Sylvain a environ 30 ans;il est entré pour bilan de douleurs dorsales et sa radio pulmonaire a révélé la présence sournoise d'un cancer.

quelques années auparavant,en sortant de son boulot de cuisinier au petit matin,un peu alcoolisé,un peu fatigué,il s'est pris un arbre;
la sanction c'est ce fauteuil roulant qui lui colle à la peau..il en a pris son parti,-pas le choix-,il se véhicule adroitement notamment pour aller fumer,se met au lit tout seul malgré ses fichues douleurs qui le tourmentent depuis des mois,et que son médecin a mis sur le compte de sa paraplégie,compression de nerfs etc...
il a un air d'éternel adolescent avec ses cheveux longs,un regard un peu timide,sa façon de s'exprimer un peu ado;
il me raconte qu'il vit toujours chez ses parents mais qu'il envisage de construire,à côté de chez eux...il sera indépendant enfin,avec une cuisine high-tech adaptée à son fauteuil,où il pourra à nouveau exercer ses talents...-parce que j'étais bon ,vous savez-..
une forte indemnité d'invalidité qu'il vient de toucher en tant ex-travailleur frontalier lui permet de concrétiser son rêve,il a dessiné les plans de cette fameuse cuisine lui-même.
-s'il n'y avait pas ces douleurs,bon sang,je serais super heureux...
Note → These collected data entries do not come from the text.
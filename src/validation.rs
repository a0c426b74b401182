//! Input validation for FJSP instances.
//!
//! Checks structural integrity of jobs, operations, and machines before any
//! search state is created. Detects:
//! - Missing machines or empty jobs
//! - Operations with no candidate machine
//! - Candidate machines outside `[0, machine_count)`
//! - Non-contiguous operation positions within a job
//! - Negative durations, setup or release times
//!
//! Every problem is collected; validation never stops at the first one.

use serde::{Deserialize, Serialize};

use crate::models::{Job, Machine};

/// Validation result.
pub type ValidationResult = Result<(), Vec<ValidationError>>;

/// A validation error.
#[derive(Debug, Clone, PartialEq, Serialize, Deserialize)]
pub struct ValidationError {
    /// Error category.
    pub kind: ValidationErrorKind,
    /// Human-readable description.
    pub message: String,
}

/// Categories of validation errors.
#[derive(Debug, Clone, Copy, PartialEq, Eq, Serialize, Deserialize)]
pub enum ValidationErrorKind {
    /// The instance declares no machines.
    NoMachines,
    /// A job has no operations.
    EmptyJob,
    /// An operation has an empty candidate-machine set.
    EmptyCandidates,
    /// A candidate references a machine outside `[0, machine_count)`.
    MachineOutOfRange,
    /// An operation's position does not match its index in the job.
    NonContiguousPosition,
    /// An operation's job index does not match the job holding it.
    MismatchedJob,
    /// The same machine appears twice in a candidate set.
    DuplicateCandidate,
    /// A duration, setup time or release time is negative.
    NegativeTime,
    /// A machine power level is negative or not finite.
    InvalidPower,
}

impl ValidationError {
    pub(crate) fn new(kind: ValidationErrorKind, message: impl Into<String>) -> Self {
        Self {
            kind,
            message: message.into(),
        }
    }
}

/// Validates machines and jobs of an instance.
///
/// Checks:
/// 1. At least one machine exists, with finite non-negative power levels
/// 2. Every job has at least one operation
/// 3. `operations[p].position == p` and `operations[p].job == j` for job `j`
/// 4. Every operation has at least one candidate, none repeated
/// 5. Every candidate machine is in range
/// 6. No negative durations, setup or release times
///
/// # Returns
/// `Ok(())` if all checks pass, `Err(errors)` with all detected issues.
pub fn validate_instance(machines: &[Machine], jobs: &[Job]) -> ValidationResult {
    let mut errors = Vec::new();
    let machine_count = machines.len();

    if machines.is_empty() {
        errors.push(ValidationError::new(
            ValidationErrorKind::NoMachines,
            "Instance declares no machines",
        ));
    }

    for (m, machine) in machines.iter().enumerate() {
        let valid = |p: f64| p.is_finite() && p >= 0.0;
        if !valid(machine.processing_power) || !valid(machine.idle_power) {
            errors.push(ValidationError::new(
                ValidationErrorKind::InvalidPower,
                format!(
                    "Machine {m} ('{}') has invalid power levels ({}, {})",
                    machine.name, machine.processing_power, machine.idle_power
                ),
            ));
        }
    }

    for (j, job) in jobs.iter().enumerate() {
        if job.operations.is_empty() {
            errors.push(ValidationError::new(
                ValidationErrorKind::EmptyJob,
                format!("Job {j} ('{}') has no operations", job.name),
            ));
        }

        for (p, op) in job.operations.iter().enumerate() {
            if op.position != p {
                errors.push(ValidationError::new(
                    ValidationErrorKind::NonContiguousPosition,
                    format!("Job {j}: operation at index {p} declares position {}", op.position),
                ));
            }
            if op.job != j {
                errors.push(ValidationError::new(
                    ValidationErrorKind::MismatchedJob,
                    format!("Job {j}: operation {p} declares job {}", op.job),
                ));
            }

            if op.options.is_empty() {
                errors.push(ValidationError::new(
                    ValidationErrorKind::EmptyCandidates,
                    format!("Operation ({j}, {p}) has no candidate machine"),
                ));
            }

            for (i, option) in op.options.iter().enumerate() {
                if option.machine >= machine_count {
                    errors.push(ValidationError::new(
                        ValidationErrorKind::MachineOutOfRange,
                        format!(
                            "Operation ({j}, {p}) references machine {} but only {machine_count} exist",
                            option.machine
                        ),
                    ));
                }
                if op.options[..i].iter().any(|o| o.machine == option.machine) {
                    errors.push(ValidationError::new(
                        ValidationErrorKind::DuplicateCandidate,
                        format!(
                            "Operation ({j}, {p}) lists machine {} more than once",
                            option.machine
                        ),
                    ));
                }
                if option.duration < 0 {
                    errors.push(ValidationError::new(
                        ValidationErrorKind::NegativeTime,
                        format!(
                            "Operation ({j}, {p}) has negative duration {} on machine {}",
                            option.duration, option.machine
                        ),
                    ));
                }
            }

            if op.setup_time < 0 || op.release_time < 0 {
                errors.push(ValidationError::new(
                    ValidationErrorKind::NegativeTime,
                    format!(
                        "Operation ({j}, {p}) has negative setup {} or release {}",
                        op.setup_time, op.release_time
                    ),
                ));
            }
        }
    }

    if errors.is_empty() {
        Ok(())
    } else {
        Err(errors)
    }
}

#[cfg(test)]
mod tests {
    use super::*;
    use crate::models::Operation;

    fn sample_jobs() -> Vec<Job> {
        vec![
            Job::new("J0")
                .with_operation(Operation::new(0, 0).with_options([(0, 3), (1, 5)]))
                .with_operation(Operation::new(0, 1).with_option(1, 4)),
            Job::new("J1").with_operation(Operation::new(1, 0).with_option(0, 2)),
        ]
    }

    fn has(errors: &[ValidationError], kind: ValidationErrorKind) -> bool {
        errors.iter().any(|e| e.kind == kind)
    }

    #[test]
    fn test_valid_input() {
        assert!(validate_instance(&Machine::numbered(2), &sample_jobs()).is_ok());
    }

    #[test]
    fn test_no_machines() {
        let errors = validate_instance(&[], &sample_jobs()).unwrap_err();
        assert!(has(&errors, ValidationErrorKind::NoMachines));
        // every candidate is now out of range as well
        assert!(has(&errors, ValidationErrorKind::MachineOutOfRange));
    }

    #[test]
    fn test_empty_job() {
        let jobs = vec![Job::new("empty")];
        let errors = validate_instance(&Machine::numbered(1), &jobs).unwrap_err();
        assert!(has(&errors, ValidationErrorKind::EmptyJob));
    }

    #[test]
    fn test_empty_candidates() {
        let jobs = vec![Job::new("J0").with_operation(Operation::new(0, 0))];
        let errors = validate_instance(&Machine::numbered(2), &jobs).unwrap_err();
        assert!(has(&errors, ValidationErrorKind::EmptyCandidates));
    }

    #[test]
    fn test_non_contiguous_positions() {
        let jobs = vec![Job::new("J0")
            .with_operation(Operation::new(0, 0).with_option(0, 1))
            .with_operation(Operation::new(0, 2).with_option(0, 1))];
        let errors = validate_instance(&Machine::numbered(1), &jobs).unwrap_err();
        assert!(has(&errors, ValidationErrorKind::NonContiguousPosition));
    }

    #[test]
    fn test_mismatched_job() {
        let jobs = vec![Job::new("J0").with_operation(Operation::new(3, 0).with_option(0, 1))];
        let errors = validate_instance(&Machine::numbered(1), &jobs).unwrap_err();
        assert!(has(&errors, ValidationErrorKind::MismatchedJob));
    }

    #[test]
    fn test_duplicate_candidate_and_negative_time() {
        let jobs = vec![Job::new("J0").with_operation(
            Operation::new(0, 0)
                .with_options([(0, 2), (0, -1)])
                .with_release(-5),
        )];
        let errors = validate_instance(&Machine::numbered(1), &jobs).unwrap_err();
        assert!(has(&errors, ValidationErrorKind::DuplicateCandidate));
        assert_eq!(
            errors
                .iter()
                .filter(|e| e.kind == ValidationErrorKind::NegativeTime)
                .count(),
            2
        );
    }

    #[test]
    fn test_invalid_power() {
        let machines = vec![Machine::new("M0").with_power(f64::NAN, 0.0)];
        let errors = validate_instance(&machines, &sample_jobs()[1..]).unwrap_err();
        assert!(has(&errors, ValidationErrorKind::InvalidPower));
    }

    #[test]
    fn test_multiple_errors() {
        let jobs = vec![
            Job::new("empty"),
            Job::new("J1").with_operation(Operation::new(1, 0).with_option(7, 1)),
        ];
        let errors = validate_instance(&Machine::numbered(2), &jobs).unwrap_err();
        assert!(errors.len() >= 2);
        assert!(has(&errors, ValidationErrorKind::EmptyJob));
        assert!(has(&errors, ValidationErrorKind::MachineOutOfRange));
    }
}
pendant 15 jours,les examens se succèdent et confirment la présence d'un cancer évolué et agressif;
il faut bien songer à lui annoncer la nouvelle,mais la personnalité de Sylvain,assez immature apparamment,fait que les médecins reculent ce moment difficile;il a bien des parents,mais ils sont âgés,et puis c'est un adulte tout de même..

pendant ce temps-là,ses douleurs dans le dos s'accentuent,on lui donne des antalgiques de plus en plus forts,puis on passe à de la morphine en gélules;
malheureusement Sylvain ne supporte pas bien ce traitement,on doit lui ôter ces morphiniques qui le soulageaient bien mais qui le faisaient passer d'une somnolence à des hallucinations sans répit.

au moment où commence mon histoire,on en est là,la phase de bilan est terminée et pour les douleurs,on n'a que de légers antalgiques à lui donner;l'état général de Sylvain s'est un peu dégradé,il est bien fatigué maintenant.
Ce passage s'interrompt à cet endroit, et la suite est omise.